A lot of homeowners hiring a land surveyor for the first time are unfamiliar with how land surveying works. It's a good idea to learn a few things about land surveying and what's expected of you as the homeowner to make the process go more smoothly.
The following are five things you should know that can make it easier to work with a land surveyor:
There are numerous situations in addition to remodeling projects where land surveyors are necessary.
While land surveyors are often associated with remodeling work, there are numerous other situations where a land surveyor's services may be necessary.
Land surveyors can be hired by those who are buying home to identify what the property boundaries are to avoid conflicts with neighbors and encroachments. They are also often hired to plan out a new addition on a home.

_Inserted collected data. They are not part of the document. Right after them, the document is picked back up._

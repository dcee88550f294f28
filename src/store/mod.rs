//! Snapshot persistence for deployed ledgers.
//!
//! A deployed ledger lives in a pretty-printed JSON snapshot file; the
//! events it emits are journaled to a sibling `*.events.jsonl`, one record
//! per line, for indexers to tail. Loading recomputes the snapshot digest
//! and the supply invariant so a tampered or truncated state file is
//! rejected before any operation runs against it.

use std::fs;
use std::io::Write;
use std::path::{Path, PathBuf};

use ft20_core::ledger::{LedgerSnapshot, SNAPSHOT_VERSION};
use ft20_core::{Amount, TokenEvent, TokenLedger};
use thiserror::Error;

#[derive(Debug, Error)]
pub enum StoreError {
    #[error("io error: {0}")]
    Io(#[from] std::io::Error),

    #[error("state encoding error: {0}")]
    Json(#[from] serde_json::Error),

    #[error("unsupported state version {found}, expected {expected}")]
    UnsupportedVersion { found: u8, expected: u8 },

    #[error("state digest mismatch: recorded {recorded}, computed {computed}")]
    DigestMismatch { recorded: String, computed: String },

    #[error("balance total {balances} disagrees with recorded supply {supply}")]
    SupplyMismatch { balances: Amount, supply: Amount },
}

/// Load a ledger from `path`, verifying the digest and supply invariant.
pub fn load(path: &Path) -> Result<TokenLedger, StoreError> {
    let bytes = fs::read(path)?;
    let snapshot: LedgerSnapshot = serde_json::from_slice(&bytes)?;
    if snapshot.version != SNAPSHOT_VERSION {
        return Err(StoreError::UnsupportedVersion {
            found: snapshot.version,
            expected: SNAPSHOT_VERSION,
        });
    }
    let ledger = TokenLedger::from_snapshot(&snapshot);
    let computed = hex::encode(ledger.state_digest());
    if computed != snapshot.digest_hex {
        return Err(StoreError::DigestMismatch {
            recorded: snapshot.digest_hex,
            computed,
        });
    }
    let balances = ledger.balances_total();
    if balances != ledger.total_supply() {
        return Err(StoreError::SupplyMismatch {
            balances,
            supply: ledger.total_supply(),
        });
    }
    Ok(ledger)
}

/// Write the ledger's snapshot to `path`.
pub fn save(path: &Path, ledger: &TokenLedger) -> Result<(), StoreError> {
    if let Some(parent) = path.parent() {
        if !parent.as_os_str().is_empty() {
            fs::create_dir_all(parent)?;
        }
    }
    let bytes = serde_json::to_vec_pretty(&ledger.snapshot())?;
    fs::write(path, bytes)?;
    Ok(())
}

/// Journal path derived from the state path: `ledger.json` → `ledger.events.jsonl`.
pub fn events_path(state_path: &Path) -> PathBuf {
    match state_path.file_stem().and_then(|stem| stem.to_str()) {
        Some(stem) => state_path.with_file_name(format!("{stem}.events.jsonl")),
        None => state_path.with_extension("events.jsonl"),
    }
}

/// Append emitted events to the journal next to the state file.
pub fn append_events(state_path: &Path, events: &[TokenEvent]) -> Result<(), StoreError> {
    if events.is_empty() {
        return Ok(());
    }
    let mut file = fs::OpenOptions::new()
        .create(true)
        .append(true)
        .open(events_path(state_path))?;
    for event in events {
        let line = serde_json::to_string(event)?;
        writeln!(file, "{line}")?;
    }
    Ok(())
}

#[cfg(test)]
mod tests {
    use super::*;

    use ft20_core::Address;

    fn scratch(tag: &str) -> PathBuf {
        let dir = std::env::temp_dir().join(format!("ft20-store-{}-{}", tag, std::process::id()));
        fs::create_dir_all(&dir).unwrap();
        dir
    }

    fn addr(tag: u8) -> Address {
        Address::new([tag; 20])
    }

    #[test]
    fn save_then_load_round_trips() {
        let path = scratch("round-trip").join("ledger.json");
        let mut ledger = TokenLedger::new("T", "T", 1_000, addr(1));
        ledger.transfer(addr(1), addr(2), 250).unwrap();
        save(&path, &ledger).unwrap();
        let loaded = load(&path).unwrap();
        assert_eq!(loaded.balance_of(&addr(1)), 750);
        assert_eq!(loaded.balance_of(&addr(2)), 250);
        assert_eq!(loaded.total_supply(), 1_000);
    }

    #[test]
    fn tampered_snapshot_fails_digest_check() {
        let path = scratch("tamper").join("ledger.json");
        let ledger = TokenLedger::new("T", "T", 1_000, addr(1));
        save(&path, &ledger).unwrap();

        let mut value: serde_json::Value =
            serde_json::from_slice(&fs::read(&path).unwrap()).unwrap();
        value["total_supply"] = serde_json::json!(999);
        fs::write(&path, serde_json::to_vec(&value).unwrap()).unwrap();

        let err = load(&path).unwrap_err();
        assert!(matches!(err, StoreError::DigestMismatch { .. }));
    }

    #[test]
    fn inconsistent_supply_fails_invariant_check() {
        // A snapshot whose digest is honest about an inconsistent state must
        // still be rejected by the supply check.
        let ledger = TokenLedger::new("T", "T", 1_000, addr(1));
        let mut snapshot = ledger.snapshot();
        snapshot.total_supply = 1_234;
        let rebuilt = TokenLedger::from_snapshot(&snapshot);
        snapshot.digest_hex = hex::encode(rebuilt.state_digest());

        let path = scratch("supply").join("ledger.json");
        fs::write(&path, serde_json::to_vec_pretty(&snapshot).unwrap()).unwrap();
        let err = load(&path).unwrap_err();
        assert!(matches!(
            err,
            StoreError::SupplyMismatch {
                balances: 1_000,
                supply: 1_234,
            }
        ));
    }

    #[test]
    fn unknown_snapshot_version_is_rejected() {
        let ledger = TokenLedger::new("T", "T", 1_000, addr(1));
        let mut snapshot = ledger.snapshot();
        snapshot.version = 9;

        let path = scratch("version").join("ledger.json");
        fs::write(&path, serde_json::to_vec_pretty(&snapshot).unwrap()).unwrap();
        let err = load(&path).unwrap_err();
        assert!(matches!(
            err,
            StoreError::UnsupportedVersion {
                found: 9,
                expected: SNAPSHOT_VERSION,
            }
        ));
    }

    #[test]
    fn events_journal_appends_lines() {
        let state = scratch("events").join("ledger.json");
        let journal = events_path(&state);
        let _ = fs::remove_file(&journal);
        assert_eq!(
            journal.file_name().unwrap().to_str().unwrap(),
            "ledger.events.jsonl"
        );

        let mut ledger = TokenLedger::new("T", "T", 1_000, addr(1));
        append_events(&state, &ledger.drain_events()).unwrap();
        ledger.transfer(addr(1), addr(2), 5).unwrap();
        append_events(&state, &ledger.drain_events()).unwrap();

        let text = fs::read_to_string(&journal).unwrap();
        let lines: Vec<&str> = text.lines().collect();
        assert_eq!(lines.len(), 2);
        for line in lines {
            let record: serde_json::Value = serde_json::from_str(line).unwrap();
            assert_eq!(record["type"], serde_json::json!("transfer"));
        }
    }
}
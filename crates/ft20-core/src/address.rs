use std::fmt;
use std::str::FromStr;

use serde::{de, Deserialize, Deserializer, Serialize, Serializer};
use sha2::{Digest, Sha256};
use thiserror::Error;

/// Width of an account identifier in bytes.
pub const ADDRESS_LEN: usize = 20;

/// Fixed-width account identifier.
///
/// The textual form is lowercase hex, with an optional `0x` prefix accepted
/// on input. The all-zeroes value is the reserved null address: it marks the
/// mint source and burn destination in transfer events and is rejected as a
/// recipient, spender, or owner.
#[derive(Clone, Copy, Debug, Default, PartialEq, Eq, PartialOrd, Ord, Hash)]
pub struct Address([u8; ADDRESS_LEN]);

impl Address {
    /// The reserved null address.
    pub const ZERO: Address = Address([0u8; ADDRESS_LEN]);

    pub fn new(bytes: [u8; ADDRESS_LEN]) -> Self {
        Self(bytes)
    }

    /// Whether this is the reserved null address.
    pub fn is_zero(&self) -> bool {
        self.0 == [0u8; ADDRESS_LEN]
    }

    pub fn as_bytes(&self) -> &[u8; ADDRESS_LEN] {
        &self.0
    }

    /// Derive an address from an Ed25519 public key: the trailing 20 bytes
    /// of a domain-separated SHA-256 digest over the key.
    pub fn from_public_key(public_key: &[u8; 32]) -> Self {
        let mut hasher = Sha256::new();
        hasher.update(b"ft20-address-v1");
        hasher.update(public_key);
        let digest = hasher.finalize();
        let mut out = [0u8; ADDRESS_LEN];
        out.copy_from_slice(&digest[12..]);
        Self(out)
    }
}

impl fmt::Display for Address {
    fn fmt(&self, f: &mut fmt::Formatter<'_>) -> fmt::Result {
        f.write_str(&hex::encode(self.0))
    }
}

#[derive(Debug, Error)]
pub enum AddressParseError {
    #[error("invalid hex in address: {0}")]
    Hex(#[from] hex::FromHexError),
    #[error("address must be {expected} bytes, got {actual}")]
    Length { expected: usize, actual: usize },
}

impl FromStr for Address {
    type Err = AddressParseError;

    fn from_str(s: &str) -> Result<Self, Self::Err> {
        let trimmed = s.trim();
        let digits = trimmed.strip_prefix("0x").unwrap_or(trimmed);
        let bytes = hex::decode(digits)?;
        if bytes.len() != ADDRESS_LEN {
            return Err(AddressParseError::Length {
                expected: ADDRESS_LEN,
                actual: bytes.len(),
            });
        }
        let mut out = [0u8; ADDRESS_LEN];
        out.copy_from_slice(&bytes);
        Ok(Self(out))
    }
}

// Addresses travel as hex strings in snapshots and the events journal, and
// they key JSON maps, so both impls go through the textual form.
impl Serialize for Address {
    fn serialize<S>(&self, serializer: S) -> Result<S::Ok, S::Error>
    where
        S: Serializer,
    {
        serializer.collect_str(self)
    }
}

impl<'de> Deserialize<'de> for Address {
    fn deserialize<D>(deserializer: D) -> Result<Self, D::Error>
    where
        D: Deserializer<'de>,
    {
        struct AddressVisitor;

        impl de::Visitor<'_> for AddressVisitor {
            type Value = Address;

            fn expecting(&self, f: &mut fmt::Formatter<'_>) -> fmt::Result {
                f.write_str("a hex encoded 20 byte address")
            }

            fn visit_str<E>(self, value: &str) -> Result<Address, E>
            where
                E: de::Error,
            {
                value.parse().map_err(E::custom)
            }
        }

        deserializer.deserialize_str(AddressVisitor)
    }
}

Surveyors can save homeowners money.
Investing in a surveyor can save you money down the road. If you don't hire a land surveyor and you build outside of your property lines or violate building code rules, it could cost you a lot of money in fees and other disputes.
A land surveyor's services are worth the price tag and can give you greater peace of mind in your remodeling or addition construction project.
A GPS device isn't as good as a surveyor.
These days, a lot of homeowners put too much faith in their GPS device and think that their GPS device can do things that a surveyor can do.
It's true that surveyors themselves do use GPS systems to do their work. However, the GPS systems used by surveyors are much higher in quality and offer greater precision than a standard smartphone GPS or GPS device.
Your own GPS device is likely to be inaccurate or incapable when it comes to determining property lines.
Surveyors must answer to science and math and can't bend the rules for you.
If a surveyor tells you that something you want to do like add a square foot onto your addition isn't possible, it's not possible. Your surveyor is relying on the authorities of science, math, and also local regulations to analyze your desires in relation to the possibilities.
If you proceed with a construction project after the surveyor has told you it isn't possible or it violates some building code rule, you will likely face consequences if you try to proceed anyway.
It's a good idea to prepare your land before the surveyor arrives.
Making sure there is no debris around that can interfere with the surveyor's work is a good idea. Taking some time to prepare your property before the surveyor arrives could make the process faster and save both you and your surveyor from a lot of headaches.